The first thing to notice on the screen is the Navigation tab. It looks like a PowerPoint interface because the intent is to provide the user something familiar, and most people are familiar with PowerPoint.
So far, you have 1 slide out of 1, and the subtopic of this slide is “Introduction,” which was set automatically by RD3.
Creating Your Course Outline
If you’ve ever taken a writing class before, you were probably told that in order to write effectively, you should make an outline of what you’re going to write about. For this example, I want to write the storyboard for the Aircraft General module of a course. The outline of this module is:
- General Description
- Danger Areas
- Antenna Locations
- Flight Deck Layout
- Cabin Layout
- Door Indications
I’ll place this outline directly in the story board by using the + button. This adds a slide below the selected tile. The end result is depicted in the screen shot below.
Writing Your Course Content
Now that I have my outline, I can start writing the content of each subtopic. In our courses, we always include an objectives slide. This is an animated graphic, synchronized with the audio, that tells you what kind of information you’re going to learn in this particular module. To get started, I click on the second slide to select it. Then, I add the text that can be read by the student. It is also what’s going to be recorded later on.
This is what it looks like after I added my objective text. I’ve highlighted four sections of the screen that might be of interest.
The first one is the scene (slide) number. In this case, I’m on the second scene out of 11.
The ID is a unique identifier generated by the database, and this is what is used when this particular record is changed.
On the far right side, we have a timestamp. It tells me the date and time, down to the second, when this record was created or updated. We use this time stamp for versioning of the module.
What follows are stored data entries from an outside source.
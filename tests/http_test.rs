mod common;

use axum::Router;
use axum::body::{Body, to_bytes};
use axum::http::{Method, Request, StatusCode};
use dispatchdesk::interfaces::http::{
    extractors::{PRINCIPAL_ID_HEADER, PRINCIPAL_ROLE_HEADER},
    router,
};
use serde_json::{Value, json};
use tower::ServiceExt;

fn app() -> Router {
    router(common::desk())
}

fn call(method: Method, uri: &str, who: Option<(&str, &str)>, body: Option<Value>) -> Request<Body> {
    let mut builder = Request::builder().method(method).uri(uri);
    if let Some((id, role)) = who {
        builder = builder
            .header(PRINCIPAL_ID_HEADER, id)
            .header(PRINCIPAL_ROLE_HEADER, role);
    }
    match body {
        Some(body) => builder
            .header("content-type", "application/json")
            .body(Body::from(body.to_string()))
            .unwrap(),
        None => builder.body(Body::empty()).unwrap(),
    }
}

async fn send(app: &Router, request: Request<Body>) -> (StatusCode, Value) {
    let response = app.clone().oneshot(request).await.unwrap();
    let status = response.status();
    let bytes = to_bytes(response.into_body(), usize::MAX).await.unwrap();
    let body = if bytes.is_empty() {
        Value::Null
    } else {
        serde_json::from_slice(&bytes).unwrap()
    };
    (status, body)
}

const CUSTOMER: Option<(&str, &str)> = Some(("u1", "customer"));
const ADMIN: Option<(&str, &str)> = Some(("admin-1", "admin"));

#[tokio::test]
async fn test_health() {
    let (status, body) = send(&app(), call(Method::GET, "/health", None, None)).await;
    assert_eq!(status, StatusCode::OK);
    assert_eq!(body["status"], "ok");
}

#[tokio::test]
async fn test_booking_routes() {
    let app = app();

    let (status, created) = send(
        &app,
        call(
            Method::POST,
            "/api/v1/bookings",
            CUSTOMER,
            Some(json!({"serviceType": "Battery", "urgency": "urgent"})),
        ),
    )
    .await;
    assert_eq!(status, StatusCode::CREATED);
    assert_eq!(created["status"], "pending");
    let id = created["id"].as_str().unwrap().to_string();

    let (status, body) = send(&app, call(Method::GET, "/api/v1/bookings", None, None)).await;
    assert_eq!(status, StatusCode::UNAUTHORIZED);
    assert_eq!(body["code"], "UNAUTHENTICATED");

    let approve = format!("/api/v1/admin/bookings/{id}/approve");
    let (status, body) = send(&app, call(Method::PUT, &approve, CUSTOMER, None)).await;
    assert_eq!(status, StatusCode::FORBIDDEN);
    assert_eq!(body["code"], "FORBIDDEN");

    let complete = format!("/api/v1/admin/bookings/{id}/complete");
    let (status, body) = send(&app, call(Method::PUT, &complete, ADMIN, None)).await;
    assert_eq!(status, StatusCode::CONFLICT);
    assert_eq!(body["code"], "INVALID_STATE_TRANSITION");

    let (status, body) = send(
        &app,
        call(
            Method::PUT,
            &approve,
            ADMIN,
            Some(json!({"assignedTruck": "KDA 123X"})),
        ),
    )
    .await;
    assert_eq!(status, StatusCode::OK);
    assert_eq!(body["status"], "approved");

    let (status, body) = send(
        &app,
        call(Method::GET, &format!("/api/v1/bookings/{id}"), Some(("u2", "customer")), None),
    )
    .await;
    assert_eq!(status, StatusCode::NOT_FOUND);
    assert_eq!(body["code"], "NOT_FOUND");

    let (status, body) = send(
        &app,
        call(Method::GET, "/api/v1/admin/bookings?status=approved", ADMIN, None),
    )
    .await;
    assert_eq!(status, StatusCode::OK);
    assert_eq!(body["total"], 1);
}

#[tokio::test]
async fn test_invalid_json_is_validation_error() {
    let request = Request::builder()
        .method(Method::POST)
        .uri("/api/v1/bookings")
        .header(PRINCIPAL_ID_HEADER, "u1")
        .header("content-type", "application/json")
        .body(Body::from("{not json"))
        .unwrap();
    let (status, body) = send(&app(), request).await;
    assert_eq!(status, StatusCode::BAD_REQUEST);
    assert_eq!(body["code"], "VALIDATION_ERROR");
}

#[tokio::test]
async fn test_payment_validation_codes() {
    let app = app();

    let (status, body) = send(
        &app,
        call(
            Method::POST,
            "/api/v1/payments",
            CUSTOMER,
            Some(json!({"amount": 0, "paymentMethod": "mock"})),
        ),
    )
    .await;
    assert_eq!(status, StatusCode::UNPROCESSABLE_ENTITY);
    assert_eq!(body["code"], "INVALID_AMOUNT");

    let (status, body) = send(
        &app,
        call(
            Method::POST,
            "/api/v1/payments",
            CUSTOMER,
            Some(json!({"amount": 250, "paymentMethod": "mpesa", "phoneNumber": "0712345678"})),
        ),
    )
    .await;
    assert_eq!(status, StatusCode::CREATED);
    assert_eq!(body["payment"]["status"], "pending");
    assert_eq!(body["payment"]["details"]["requestedMethod"], "mobile_money");
}

#[tokio::test]
async fn test_mobile_money_callback_always_acknowledges() {
    let app = app();
    for payload in ["garbage", "{}", r#"{"Body":{"stkCallback":{"CheckoutRequestID":"nope","ResultCode":1}}}"#] {
        let request = Request::builder()
            .method(Method::POST)
            .uri("/api/v1/payments/mobile-money/callback")
            .header("content-type", "application/json")
            .body(Body::from(payload))
            .unwrap();
        let (status, body) = send(&app, request).await;
        assert_eq!(status, StatusCode::OK);
        assert_eq!(body["ResultCode"], 0);
    }
}

#[tokio::test]
async fn test_bank_account_admin_routes() {
    let app = app();
    let (status, body) = send(
        &app,
        call(Method::GET, "/api/v1/bank-accounts/default", CUSTOMER, None),
    )
    .await;
    assert_eq!(status, StatusCode::NOT_FOUND);
    assert_eq!(body["code"], "NOT_FOUND");

    let (status, created) = send(
        &app,
        call(
            Method::POST,
            "/api/v1/admin/bank-accounts",
            ADMIN,
            Some(json!({
                "accountName": "AutoCare Ltd",
                "accountNumber": "0011223344",
                "bankName": "KCB",
                "bankCode": "01",
                "accountType": "business",
                "isDefault": true
            })),
        ),
    )
    .await;
    assert_eq!(status, StatusCode::CREATED);

    let (status, body) = send(
        &app,
        call(Method::GET, "/api/v1/bank-accounts/default", CUSTOMER, None),
    )
    .await;
    assert_eq!(status, StatusCode::OK);
    assert_eq!(body["id"], created["id"]);

    let id = created["id"].as_str().unwrap();
    let (status, _) = send(
        &app,
        call(Method::DELETE, &format!("/api/v1/admin/bank-accounts/{id}"), CUSTOMER, None),
    )
    .await;
    assert_eq!(status, StatusCode::FORBIDDEN);
}

#[tokio::test]
async fn test_malformed_review_body_is_refused() {
    let app = app();
    let (_, created) = send(
        &app,
        call(
            Method::POST,
            "/api/v1/bookings",
            CUSTOMER,
            Some(json!({"serviceType": "oil_change"})),
        ),
    )
    .await;
    let id = created["id"].as_str().unwrap().to_string();
    let approve = format!("/api/v1/admin/bookings/{id}/approve");

    let (status, body) = send(
        &app,
        call(Method::PUT, &approve, ADMIN, Some(json!({"assignedTruck": 5}))),
    )
    .await;
    assert_eq!(status, StatusCode::BAD_REQUEST);
    assert_eq!(body["code"], "VALIDATION_ERROR");

    let (_, current) = send(
        &app,
        call(Method::GET, &format!("/api/v1/bookings/{id}"), ADMIN, None),
    )
    .await;
    assert_eq!(current["status"], "pending");

    let (status, body) = send(&app, call(Method::PUT, &approve, ADMIN, None)).await;
    assert_eq!(status, StatusCode::OK);
    assert_eq!(body["status"], "approved");
}

#[tokio::test]
async fn test_requester_edits_pending_booking() {
    let app = app();
    let (_, created) = send(
        &app,
        call(
            Method::POST,
            "/api/v1/bookings",
            CUSTOMER,
            Some(json!({"serviceType": "oil_change", "location": "CBD"})),
        ),
    )
    .await;
    let id = created["id"].as_str().unwrap().to_string();
    let uri = format!("/api/v1/bookings/{id}");

    let (status, edited) = send(
        &app,
        call(
            Method::PUT,
            &uri,
            CUSTOMER,
            Some(json!({"serviceType": "engine_repair", "urgency": "emergency"})),
        ),
    )
    .await;
    assert_eq!(status, StatusCode::OK);
    assert_eq!(created["amount"], "2500");
    assert_eq!(edited["amount"], "15000");
    assert_eq!(edited["location"], "CBD");
    assert_eq!(edited["urgency"], "emergency");

    send(
        &app,
        call(
            Method::PUT,
            &format!("/api/v1/admin/bookings/{id}/reject"),
            ADMIN,
            None,
        ),
    )
    .await;
    let (status, body) = send(
        &app,
        call(Method::PUT, &uri, CUSTOMER, Some(json!({"serviceType": "oil_change"}))),
    )
    .await;
    assert_eq!(status, StatusCode::CONFLICT);
    assert_eq!(body["code"], "INVALID_STATE_TRANSITION");
}

#[tokio::test]
async fn test_huge_page_number_returns_empty_page() {
    let app = app();
    send(
        &app,
        call(
            Method::POST,
            "/api/v1/bookings",
            CUSTOMER,
            Some(json!({"serviceType": "oil_change"})),
        ),
    )
    .await;

    let uri = format!("/api/v1/admin/bookings?page={}&limit=20", usize::MAX);
    let (status, body) = send(&app, call(Method::GET, &uri, ADMIN, None)).await;
    assert_eq!(status, StatusCode::OK);
    assert_eq!(body["items"], json!([]));
    assert_eq!(body["total"], 1);
}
The bottom one is what we call the alternate narration. In general, our courses can be delivered using both the metric and imperial standards. When we have a slide with metric standards, we’ll type in the imperial equivalent in the alternate narration field. We could also write in English and use the alternate narration for a foreign language such as French or Spanish.
Additional RD3 Features Designed to Make Storyboarding Easy
There are several other features on the RD3 storyboard function that improve the user experience.
Special Effects Request
The SME uses the controls to indicate to the technical illustrator what they would like to have on this particular slide.
Spell Checker Tool
Supplemental Information Features
We also have controls to add what we call Hot Tips, Important Points, and Frequently Asked Questions. We use these to add additional information to a slide that may be of interest to the student, but doesn’t necessarily need to be covered, or to emphasize a point. When the course is viewed, these items are accessible by buttons that appear on the screen.
At the bottom of the screen, we have a field where the SME can enter information such as a reference to a particular document, instructions to the technical illustrator, or anything else.
One thing that you’ll quickly notice when working in RD3 is the absence of a save button. Changes are saved automatically when you select another slide or when you exit the story board function.
If you decide that you need to change the order of the slides, no problem. Simply drag a tile and drop it over the location where you want it to appear.
Course Outline Display
There’s one more noteworthy feature regarding the course outline. We use this in the course player to indicate to the student the section they’re in.
Finally, this feature can be used to dynamically generate course planning documents.
As you can see, the use of a database enables us to reuse data for different purposes without having to reinvent the wheel each time.